● WHAT YOU HAVE TO DO
Line count for the string "derive" in the records below: report that figure and nothing else.

───

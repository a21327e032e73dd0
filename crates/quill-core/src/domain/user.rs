use chrono::{DateTime, Utc};
use serde::{Deserialize, Serialize};
use uuid::Uuid;

use crate::error::DomainError;

/// User entity - an author identified by a unique username.
#[derive(Debug, Clone, Serialize, Deserialize)]
pub struct User {
    pub id: Uuid,
    pub username: String,
    pub email: String,
    pub password_hash: String,
    pub created_at: DateTime<Utc>,
}

impl User {
    /// Create a new user with generated ID and timestamp.
    ///
    /// Usernames are addressable in URLs (`/profile/{username}/`), so the
    /// accepted alphabet is restricted to `[A-Za-z0-9_.-]`.
    pub fn new(
        username: String,
        email: String,
        password_hash: String,
    ) -> Result<Self, DomainError> {
        validate_username(&username)?;

        Ok(Self {
            id: Uuid::new_v4(),
            username,
            email,
            password_hash,
            created_at: Utc::now(),
        })
    }
}

fn validate_username(username: &str) -> Result<(), DomainError> {
    if username.is_empty() {
        return Err(DomainError::Validation("username must not be empty".into()));
    }
    if !username
        .chars()
        .all(|c| c.is_ascii_alphanumeric() || matches!(c, '_' | '.' | '-'))
    {
        return Err(DomainError::Validation(format!(
            "username `{username}` contains characters outside [A-Za-z0-9_.-]"
        )));
    }
    Ok(())
}

#[cfg(test)]
mod tests {
    use super::*;

    #[test]
    fn accepts_url_safe_usernames() {
        assert!(User::new("leo_42".into(), "leo@example.com".into(), "hash".into()).is_ok());
    }

    #[test]
    fn rejects_empty_and_unsafe_usernames() {
        assert!(User::new(String::new(), "a@b.c".into(), "hash".into()).is_err());
        assert!(User::new("space name".into(), "a@b.c".into(), "hash".into()).is_err());
        assert!(User::new("sla/sh".into(), "a@b.c".into(), "hash".into()).is_err());
    }
}
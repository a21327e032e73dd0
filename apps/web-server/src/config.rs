//! Application configuration loaded from environment variables.

use std::env;

use quill_core::pagination::DEFAULT_PAGE_SIZE;
use quill_infra::database::DatabaseConfig;

/// Application configuration.
#[derive(Debug, Clone)]
pub struct AppConfig {
    pub host: String,
    pub port: u16,
    pub database: DatabaseConfig,
    pub posts_per_page: u64,
}

impl AppConfig {
    /// Load configuration from environment variables.
    pub fn from_env() -> Self {
        let database = DatabaseConfig {
            url: env::var("DATABASE_URL")
                .unwrap_or_else(|_| "postgres://localhost/quill".to_string()),
            max_connections: env::var("DB_MAX_CONNECTIONS")
                .ok()
                .and_then(|s| s.parse().ok())
                .unwrap_or(20),
            min_connections: env::var("DB_MIN_CONNECTIONS")
                .ok()
                .and_then(|s| s.parse().ok())
                .unwrap_or(2),
        };

        Self {
            host: env::var("HOST").unwrap_or_else(|_| "127.0.0.1".to_string()),
            port: env::var("PORT")
                .ok()
                .and_then(|p| p.parse().ok())
                .unwrap_or(8080),
            database,
            posts_per_page: env::var("POSTS_PER_PAGE")
                .ok()
                .and_then(|s| s.parse().ok())
                .unwrap_or(DEFAULT_PAGE_SIZE),
        }
    }
}
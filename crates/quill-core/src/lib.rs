//! # Quill Core
//!
//! The domain layer of the Quill blog.
//! This crate contains pure business logic with zero infrastructure dependencies.

pub mod domain;
pub mod error;
pub mod pagination;
pub mod ports;

pub use error::DomainError;
pub use pagination::{Page, PageRequest};
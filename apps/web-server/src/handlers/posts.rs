//! Post creation, editing and commenting.
//!
//! Mutating handlers open with the authorization predicate: only a post's
//! author may edit it, everyone else is sent to the read-only detail view.

use actix_web::{HttpResponse, web};
use askama::Template;
use uuid::Uuid;

use quill_core::domain::{Comment, Group, Post};

use crate::forms::{CommentForm, FieldError, PostForm};
use crate::middleware::auth::CurrentUser;
use crate::middleware::error::{AppError, AppResult};
use crate::state::AppState;
use crate::views;

#[derive(Template)]
#[template(path = "post_form.html")]
struct PostFormTemplate {
    current_user: Option<String>,
    action: String,
    is_edit: bool,
    text: String,
    group: String,
    image_url: String,
    groups: Vec<Group>,
    errors: Vec<FieldError>,
}

impl PostFormTemplate {
    fn blank(user: &CurrentUser, groups: Vec<Group>) -> Self {
        Self {
            current_user: Some(user.username.clone()),
            action: "/create/".to_string(),
            is_edit: false,
            text: String::new(),
            group: String::new(),
            image_url: String::new(),
            groups,
            errors: vec![],
        }
    }

    fn resubmitted(
        user: &CurrentUser,
        action: String,
        is_edit: bool,
        form: &PostForm,
        groups: Vec<Group>,
        errors: Vec<FieldError>,
    ) -> Self {
        Self {
            current_user: Some(user.username.clone()),
            action,
            is_edit,
            text: form.text.clone(),
            group: form.group().unwrap_or_default().to_string(),
            image_url: form.image_url().unwrap_or_default().to_string(),
            groups,
            errors,
        }
    }
}

/// Resolve the submitted group slug, collecting a field error when it names
/// nothing.
async fn resolve_group(
    state: &AppState,
    form: &PostForm,
    errors: &mut Vec<FieldError>,
) -> AppResult<Option<Group>> {
    let Some(slug) = form.group() else {
        return Ok(None);
    };

    match state.groups.find_by_slug(slug).await? {
        Some(group) => Ok(Some(group)),
        None => {
            errors.push(FieldError::new("group", format!("Unknown group `{slug}`")));
            Ok(None)
        }
    }
}

/// GET /create/
pub async fn create_form(
    state: web::Data<AppState>,
    user: CurrentUser,
) -> AppResult<HttpResponse> {
    let groups = state.groups.list().await?;
    views::render(&PostFormTemplate::blank(&user, groups))
}

/// POST /create/
pub async fn create_submit(
    state: web::Data<AppState>,
    user: CurrentUser,
    form: web::Form<PostForm>,
) -> AppResult<HttpResponse> {
    let form = form.into_inner();

    let mut errors = form.validate();
    let group = resolve_group(&state, &form, &mut errors).await?;

    if !errors.is_empty() {
        let groups = state.groups.list().await?;
        return views::render(&PostFormTemplate::resubmitted(
            &user,
            "/create/".to_string(),
            false,
            &form,
            groups,
            errors,
        ));
    }

    let post = Post::new(
        user.id,
        form.text.clone(),
        group.map(|g| g.id),
        form.image_url().map(str::to_string),
    );
    let post = state.posts.insert(post).await?;

    tracing::info!(post_id = %post.id, author = %user.username, "Post created");
    Ok(views::redirect_to(format!("/profile/{}/", user.username)))
}

/// GET /posts/{id}/edit/
pub async fn edit_form(
    state: web::Data<AppState>,
    user: CurrentUser,
    id: web::Path<Uuid>,
) -> AppResult<HttpResponse> {
    let post = state
        .posts
        .find_by_id(*id)
        .await?
        .ok_or_else(|| AppError::NotFound(format!("post `{id}`")))?;

    if post.author_id != user.id {
        return Ok(views::redirect_to(format!("/posts/{}/", post.id)));
    }

    let groups = state.groups.list().await?;
    let selected = post
        .group_id
        .and_then(|gid| groups.iter().find(|g| g.id == gid))
        .map(|g| g.slug.clone())
        .unwrap_or_default();

    views::render(&PostFormTemplate {
        current_user: Some(user.username.clone()),
        action: format!("/posts/{}/edit/", post.id),
        is_edit: true,
        text: post.text,
        group: selected,
        image_url: post.image_url.unwrap_or_default(),
        groups,
        errors: vec![],
    })
}

/// POST /posts/{id}/edit/
pub async fn edit_submit(
    state: web::Data<AppState>,
    user: CurrentUser,
    id: web::Path<Uuid>,
    form: web::Form<PostForm>,
) -> AppResult<HttpResponse> {
    let mut post = state
        .posts
        .find_by_id(*id)
        .await?
        .ok_or_else(|| AppError::NotFound(format!("post `{id}`")))?;

    if post.author_id != user.id {
        return Ok(views::redirect_to(format!("/posts/{}/", post.id)));
    }

    let form = form.into_inner();
    let mut errors = form.validate();
    let group = resolve_group(&state, &form, &mut errors).await?;

    if !errors.is_empty() {
        let groups = state.groups.list().await?;
        return views::render(&PostFormTemplate::resubmitted(
            &user,
            format!("/posts/{}/edit/", post.id),
            true,
            &form,
            groups,
            errors,
        ));
    }

    post.edit(
        form.text.clone(),
        group.map(|g| g.id),
        form.image_url().map(str::to_string),
    );
    let post = state.posts.update(post).await?;

    tracing::info!(post_id = %post.id, author = %user.username, "Post edited");
    Ok(views::redirect_to(format!("/posts/{}/", post.id)))
}

/// POST /posts/{id}/comment
///
/// A blank comment is dropped silently; either way the client lands back on
/// the detail page.
pub async fn add_comment(
    state: web::Data<AppState>,
    user: CurrentUser,
    id: web::Path<Uuid>,
    form: web::Form<CommentForm>,
) -> AppResult<HttpResponse> {
    let post = state
        .posts
        .find_by_id(*id)
        .await?
        .ok_or_else(|| AppError::NotFound(format!("post `{id}`")))?;

    let form = form.into_inner();
    if form.validate().is_empty() {
        let comment = Comment::new(post.id, user.id, form.text);
        state.comments.insert(comment).await?;
        tracing::debug!(post_id = %post.id, author = %user.username, "Comment added");
    }

    Ok(views::redirect_to(format!("/posts/{}/", post.id)))
}
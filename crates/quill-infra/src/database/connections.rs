use std::time::Duration;

use sea_orm::{ConnectOptions, Database, DbConn, DbErr};

/// Configuration for the relational store.
#[derive(Debug, Clone)]
pub struct DatabaseConfig {
    pub url: String,
    pub max_connections: u32,
    pub min_connections: u32,
}

/// Open the connection pool from configuration.
pub async fn connect(config: &DatabaseConfig) -> Result<DbConn, DbErr> {
    tracing::info!("Initializing database connection...");

    let opts = ConnectOptions::new(&config.url)
        .max_connections(config.max_connections)
        .min_connections(config.min_connections)
        .connect_timeout(Duration::from_secs(10))
        .idle_timeout(Duration::from_secs(300))
        .sqlx_logging(true)
        .to_owned();

    let conn = Database::connect(opts).await?;
    tracing::info!("Database connected (pool: {})", config.max_connections);

    Ok(conn)
}
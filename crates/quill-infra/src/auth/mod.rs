//! Authentication implementations.

mod password;
mod token;

pub use password::Argon2PasswordService;
pub use token::{JwtSessionService, SessionConfig};
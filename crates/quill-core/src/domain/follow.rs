use chrono::{DateTime, Utc};
use serde::{Deserialize, Serialize};
use uuid::Uuid;

/// Follow entity - a directed subscription from `user_id` to `author_id`.
///
/// The `(user_id, author_id)` pair is unique in the store. Self-follows are
/// rejected by the handlers, not by a constraint.
#[derive(Debug, Clone, Serialize, Deserialize)]
pub struct Follow {
    pub id: Uuid,
    pub user_id: Uuid,
    pub author_id: Uuid,
    pub created_at: DateTime<Utc>,
}

impl Follow {
    pub fn new(user_id: Uuid, author_id: Uuid) -> Self {
        Self {
            id: Uuid::new_v4(),
            user_id,
            author_id,
            created_at: Utc::now(),
        }
    }
}
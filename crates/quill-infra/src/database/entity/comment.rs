//! Comment entity for SeaORM.

use sea_orm::Set;
use sea_orm::entity::prelude::*;

#[derive(Clone, Debug, PartialEq, Eq, DeriveEntityModel)]
#[sea_orm(table_name = "comments")]
pub struct Model {
    #[sea_orm(primary_key, auto_increment = false)]
    pub id: Uuid,
    pub post_id: Uuid,
    pub author_id: Uuid,
    #[sea_orm(column_type = "Text")]
    pub text: String,
    pub created_at: DateTimeWithTimeZone,
}

#[derive(Copy, Clone, Debug, EnumIter, DeriveRelation)]
pub enum Relation {
    #[sea_orm(
        belongs_to = "super::post::Entity",
        from = "Column::PostId",
        to = "super::post::Column::Id",
        on_update = "Cascade",
        on_delete = "Cascade"
    )]
    Post,
    #[sea_orm(
        belongs_to = "super::user::Entity",
        from = "Column::AuthorId",
        to = "super::user::Column::Id",
        on_update = "Cascade",
        on_delete = "Cascade"
    )]
    Author,
}

impl Related<super::post::Entity> for Entity {
    fn to() -> RelationDef {
        Relation::Post.def()
    }
}

impl ActiveModelBehavior for ActiveModel {}

impl From<Model> for quill_core::domain::Comment {
    fn from(model: Model) -> Self {
        Self {
            id: model.id,
            post_id: model.post_id,
            author_id: model.author_id,
            text: model.text,
            created_at: model.created_at.into(),
        }
    }
}

impl From<quill_core::domain::Comment> for ActiveModel {
    fn from(comment: quill_core::domain::Comment) -> Self {
        Self {
            id: Set(comment.id),
            post_id: Set(comment.post_id),
            author_id: Set(comment.author_id),
            text: Set(comment.text),
            created_at: Set(comment.created_at.into()),
        }
    }
}
#[cfg(test)]
mod tests {
    use std::collections::BTreeMap;

    use sea_orm::{DatabaseBackend, MockDatabase, MockExecResult, Value};
    use uuid::Uuid;

    use quill_core::domain::Post;
    use quill_core::error::RepoError;
    use quill_core::pagination::PageRequest;
    use quill_core::ports::{BaseRepository, FollowRepository, PostRepository, UserRepository};

    use crate::database::entity::{post, user};
    use crate::database::postgres_repo::{
        PostgresFollowRepository, PostgresPostRepository, PostgresUserRepository,
    };

    fn post_model(author_id: Uuid, text: &str) -> post::Model {
        let now = chrono::Utc::now();
        post::Model {
            id: Uuid::new_v4(),
            author_id,
            group_id: None,
            text: text.to_owned(),
            image_url: None,
            created_at: now.into(),
            updated_at: now.into(),
        }
    }

    fn count_row(n: i64) -> BTreeMap<&'static str, Value> {
        BTreeMap::from([("num_items", Value::BigInt(Some(n)))])
    }

    #[tokio::test]
    async fn find_post_by_id() {
        let model = post_model(Uuid::new_v4(), "Test Post");
        let post_id = model.id;

        let db = MockDatabase::new(DatabaseBackend::Postgres)
            .append_query_results(vec![vec![model]])
            .into_connection();

        let repo = PostgresPostRepository::new(db);

        let result: Option<Post> = repo.find_by_id(post_id).await.unwrap();

        let found = result.unwrap();
        assert_eq!(found.text, "Test Post");
        assert_eq!(found.id, post_id);
    }

    #[tokio::test]
    async fn insert_post_returns_stored_row() {
        let author_id = Uuid::new_v4();
        let model = post_model(author_id, "hello");

        let db = MockDatabase::new(DatabaseBackend::Postgres)
            .append_query_results(vec![vec![model.clone()]])
            .into_connection();

        let repo = PostgresPostRepository::new(db);

        let stored = repo.insert(Post::from(model)).await.unwrap();

        assert_eq!(stored.text, "hello");
        assert_eq!(stored.author_id, author_id);
    }

    #[tokio::test]
    async fn find_user_by_username() {
        let now = chrono::Utc::now();
        let model = user::Model {
            id: Uuid::new_v4(),
            username: "leo".to_owned(),
            email: "leo@example.com".to_owned(),
            password_hash: "hash".to_owned(),
            created_at: now.into(),
        };

        let db = MockDatabase::new(DatabaseBackend::Postgres)
            .append_query_results(vec![vec![model]])
            .into_connection();

        let repo = PostgresUserRepository::new(db);

        let user = repo.find_by_username("leo").await.unwrap().unwrap();
        assert_eq!(user.username, "leo");
    }

    #[tokio::test]
    async fn delete_missing_post_is_not_found() {
        let db = MockDatabase::new(DatabaseBackend::Postgres)
            .append_exec_results(vec![MockExecResult {
                last_insert_id: 0,
                rows_affected: 0,
            }])
            .into_connection();

        let repo: Box<dyn PostRepository> = Box::new(PostgresPostRepository::new(db));

        let result = repo.delete(Uuid::new_v4()).await;
        assert!(matches!(result, Err(RepoError::NotFound)));
    }

    #[tokio::test]
    async fn follow_twice_inserts_once() {
        // The second insert hits the unique (user_id, author_id) index and
        // DO NOTHING reports zero affected rows.
        let db = MockDatabase::new(DatabaseBackend::Postgres)
            .append_exec_results(vec![
                MockExecResult {
                    last_insert_id: 0,
                    rows_affected: 1,
                },
                MockExecResult {
                    last_insert_id: 0,
                    rows_affected: 0,
                },
            ])
            .into_connection();

        let repo = PostgresFollowRepository::new(db);
        let (user_id, author_id) = (Uuid::new_v4(), Uuid::new_v4());

        assert!(repo.follow(user_id, author_id).await.unwrap());
        assert!(!repo.follow(user_id, author_id).await.unwrap());
    }

    #[tokio::test]
    async fn unfollow_when_not_following_is_noop() {
        let db = MockDatabase::new(DatabaseBackend::Postgres)
            .append_exec_results(vec![MockExecResult {
                last_insert_id: 0,
                rows_affected: 0,
            }])
            .into_connection();

        let repo = PostgresFollowRepository::new(db);

        let removed = repo
            .unfollow(Uuid::new_v4(), Uuid::new_v4())
            .await
            .unwrap();
        assert!(!removed);
    }

    #[tokio::test]
    async fn page_by_author_clamps_out_of_range_pages() {
        let author_id = Uuid::new_v4();

        // 12 posts at 10 per page -> 2 pages; the store serves the count,
        // then the window for the clamped page.
        let db = MockDatabase::new(DatabaseBackend::Postgres)
            .append_query_results(vec![vec![count_row(12)]])
            .append_query_results(vec![vec![
                post_model(author_id, "eleventh"),
                post_model(author_id, "twelfth"),
            ]])
            .into_connection();

        let repo = PostgresPostRepository::new(db);

        let page = repo
            .page_by_author(author_id, PageRequest::new(99, 10))
            .await
            .unwrap();

        assert_eq!(page.number, 2);
        assert_eq!(page.total_pages, 2);
        assert_eq!(page.items.len(), 2);
        assert!(page.has_previous());
        assert!(!page.has_next());
    }

    #[tokio::test]
    async fn feed_with_no_followed_authors_is_empty_without_querying() {
        let db = MockDatabase::new(DatabaseBackend::Postgres).into_connection();
        let repo = PostgresPostRepository::new(db);

        let page = repo
            .page_by_authors(&[], PageRequest::new(1, 10))
            .await
            .unwrap();

        assert!(page.items.is_empty());
        assert_eq!(page.total_items, 0);
        assert_eq!(page.total_pages, 1);
    }
}
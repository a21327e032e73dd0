//! Ports - trait definitions for external dependencies.
//! These are the "interfaces" that infrastructure must implement.

mod auth;
mod repository;

pub use auth::{AuthError, PasswordService, SessionClaims, SessionTokenService};
pub use repository::{
    BaseRepository, CommentRepository, FollowRepository, GroupRepository, PostRepository,
    UserRepository,
};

───

● YOUR SOLUTION
7